PPARγ is a key target of butyrate-induced caspase-3 activation in the colorectal cancer cell line Caco-2

Abstract

Butyrate, a potent histone deacetylase inhibitor, belongs to a promising new class of antineoplastic agents with the capacity to induce apoptosis of cancer cells. However, the underlying mechanisms of action have yet not been elucidated. To further investigate the molecular events involved in butyrate-induced caspase-3 activation in Caco-2 wild-type, empty-vector and dominant-negative PPARgamma mutant cells along the signalling pathway.
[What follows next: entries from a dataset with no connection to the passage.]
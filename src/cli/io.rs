//! JSON I/O for the CLI
//!
//! - Input: JSON files named on the command line
//! - Output: one JSON object per invocation on stdout

use std::fs;
use std::io::{self, Write};
use std::path::Path;

use serde::de::DeserializeOwned;
use serde::Serialize;

use super::errors::{CliError, CliResult};

/// Reads and parses a JSON input file.
pub fn read_json_file<T: DeserializeOwned>(path: &Path) -> CliResult<T> {
    let content = fs::read_to_string(path).map_err(|e| CliError::input(path, e))?;
    serde_json::from_str(&content).map_err(|e| CliError::input(path, e))
}

/// Writes `{"status": "ok", "data": ...}`.
pub fn write_response<T: Serialize>(data: &T) -> CliResult<()> {
    let response = serde_json::json!({
        "status": "ok",
        "data": data,
    });
    write_line(&response)
}

/// Writes `{"status": "error", "code": ..., "message": ...}`.
pub fn write_error(code: &str, message: &str) -> CliResult<()> {
    let response = serde_json::json!({
        "status": "error",
        "code": code,
        "message": message,
    });
    write_line(&response)
}

fn write_line(value: &serde_json::Value) -> CliResult<()> {
    let mut stdout = io::stdout().lock();
    serde_json::to_writer(&mut stdout, value)?;
    writeln!(stdout)?;
    stdout.flush()?;
    Ok(())
}
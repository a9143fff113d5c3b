//! Notification requests handed to the delivery collaborator

use std::fmt;

use chrono::{DateTime, Utc};
use serde::{Deserialize, Serialize};
use uuid::Uuid;

#[derive(Debug, Clone, Copy, PartialEq, Eq, Hash, Serialize, Deserialize)]
#[serde(rename_all = "snake_case")]
pub enum NotificationReason {
    /// Eligibility flipped from false to true.
    NewOpportunity,
    /// Eligibility flipped from true to false for an interested user.
    LostEligibility,
    /// A scheme an interested user follows was removed.
    SchemeWithdrawn,
    /// A followed scheme's deadline is within the reminder threshold.
    DeadlineReminder,
}

impl NotificationReason {
    pub fn as_str(&self) -> &'static str {
        match self {
            NotificationReason::NewOpportunity => "new_opportunity",
            NotificationReason::LostEligibility => "lost_eligibility",
            NotificationReason::SchemeWithdrawn => "scheme_withdrawn",
            NotificationReason::DeadlineReminder => "deadline_reminder",
        }
    }
}

impl fmt::Display for NotificationReason {
    fn fmt(&self, f: &mut fmt::Formatter<'_>) -> fmt::Result {
        f.write_str(self.as_str())
    }
}

#[derive(Debug, Clone, PartialEq, Eq, Serialize, Deserialize)]
#[serde(rename_all = "camelCase")]
pub struct NotificationRequest {
    /// Unique per request so the collaborator can de-duplicate retries.
    pub request_id: Uuid,
    pub user_id: String,
    pub scheme_id: String,
    pub reason: NotificationReason,
    pub created_at: DateTime<Utc>,
}

impl NotificationRequest {
    pub fn new(
        user_id: impl Into<String>,
        scheme_id: impl Into<String>,
        reason: NotificationReason,
    ) -> Self {
        Self {
            request_id: Uuid::new_v4(),
            user_id: user_id.into(),
            scheme_id: scheme_id.into(),
            reason,
            created_at: Utc::now(),
        }
    }
}
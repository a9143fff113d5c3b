//! Corpus synchronization against a remote authority
//!
//! - Only records whose hash differs (or that are new) are fetched
//! - Every fetched payload must hash to its manifest entry
//! - Verified payloads are checkpointed in batches for resumption
//! - Exhausted retries flag the corpus stale; matching keeps serving

mod checkpoint;
mod engine;
mod errors;
mod remote;
mod retry;

pub use checkpoint::{CheckpointFile, SyncCheckpoint};
pub use engine::{
    CancelSignal, SyncEngine, SyncOutcome, SyncReport, DEFAULT_CHECKPOINT_INTERVAL,
};
pub use errors::{RemoteError, SyncError, SyncResult};
pub use remote::{Manifest, ManifestEntry, RemoteAuthority};
pub use retry::RetryPolicy;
In this context, the involvement and up-regulation of PPARgamma was examined. Stimulation of cells with butyrate resulted in increased expression of PPARgamma mRNA, protein, and activity as well as phospho-p38 MAPK protein expression and caspase-3 activity. Arsenite, a direct stimulator of p38 MAPK, also led to an increased PPARgamma expression, thereby mimicking the effects of butyrate. In contrast, butyrate-mediated up-regulation of PPARgamma was counteracted by co-incubation with the p38 MAPK inhibitor SB203580. Treatment of cells with butyrate resulted in both increased caspase-8 and -9 activity and reduced expression of XIAP and survivin. However, butyrate-mediated effects on these apoptosis-regulatory proteins leading to caspase-3 activation were almost completely abolished in Caco-2 dominant-negative PPARgamma mutant cells. Our data clearly unveil PPARgamma as a key target in the butyrate-induced signalling cascade leading to apoptosis via caspase-3 in Caco-2 cells.